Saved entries
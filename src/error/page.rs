use crate::error::app_error::AppError;
use rocket::http::Status;
use rocket::response::content::RawHtml;
use rocket::response::{Redirect, Responder};
use rocket::{Request, Response};

pub const LOGIN_PATH: &str = "/login";

/// Error returned by rendered page routes. Authentication failures become a
/// redirect to the login page instead of a JSON body.
#[derive(Debug)]
pub struct PageError(pub AppError);

impl From<AppError> for PageError {
    fn from(e: AppError) -> Self {
        PageError(e)
    }
}

pub fn status_page(status: Status, message: &str) -> RawHtml<String> {
    RawHtml(format!(
        "<!doctype html><html><head><title>{code}</title></head><body><h1>{code} - {reason}</h1><p>{message}</p></body></html>",
        code = status.code,
        reason = status.reason_lossy(),
        message = message,
    ))
}

impl<'r> Responder<'r, 'static> for PageError {
    fn respond_to(self, req: &'r Request<'_>) -> rocket::response::Result<'static> {
        let PageError(err) = self;
        err.log(req);

        if err.is_auth_failure() {
            return Redirect::found(LOGIN_PATH).respond_to(req);
        }

        let status = Status::from(&err);
        let message = if err.is_internal() {
            "Something went wrong on the server."
        } else {
            "The page you requested could not be served."
        };

        Response::build_from(status_page(status, message).respond_to(req)?)
            .status(status)
            .ok()
    }
}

§ **TASK DETAILS**: Retype the entries exactly, including every line.

§ **ANSWER BELOW**:
filename src/error/page.rs
use crate::error::app_error::AppError;
use rocket::http::Status;
use rocket::response::content::RawHtml;
use rocket::response::{Redirect, Responder};
use rocket::{Request, Response};

pub const LOGIN_PATH: &str = "/login";

/// Error returned by rendered page routes. Authentication failures become a
/// redirect to the login page instead of a JSON body.
#[derive(Debug)]
pub struct PageError(pub AppError);

impl From<AppError> for PageError {
    fn from(e: AppError) -> Self {
        PageError(e)
    }
}

pub fn status_page(status: Status, message: &str) -> RawHtml<String> {
    RawHtml(format!(
        "<!doctype html><html><head><title>{code}</title></head><body><h1>{code} - {reason}</h1><p>{message}</p></body></html>",
        code = status.code,
        reason = status.reason_lossy(),
        message = message,
    ))
}

impl<'r> Responder<'r, 'static> for PageError {
    fn respond_to(self, req: &'r Request<'_>) -> rocket::response::Result<'static> {
        let PageError(err) = self;
        err.log(req);

        if err.is_auth_failure() {
            return Redirect::found(LOGIN_PATH).respond_to(req);
        }

        let status = Status::from(&err);
        let message = if err.is_internal() {
            "Something went wrong on the server."
        } else {
            "The page you requested could not be served."
        };

        Response::build_from(status_page(status, message).respond_to(req)?)
            .status(status)
            .ok()
    }
}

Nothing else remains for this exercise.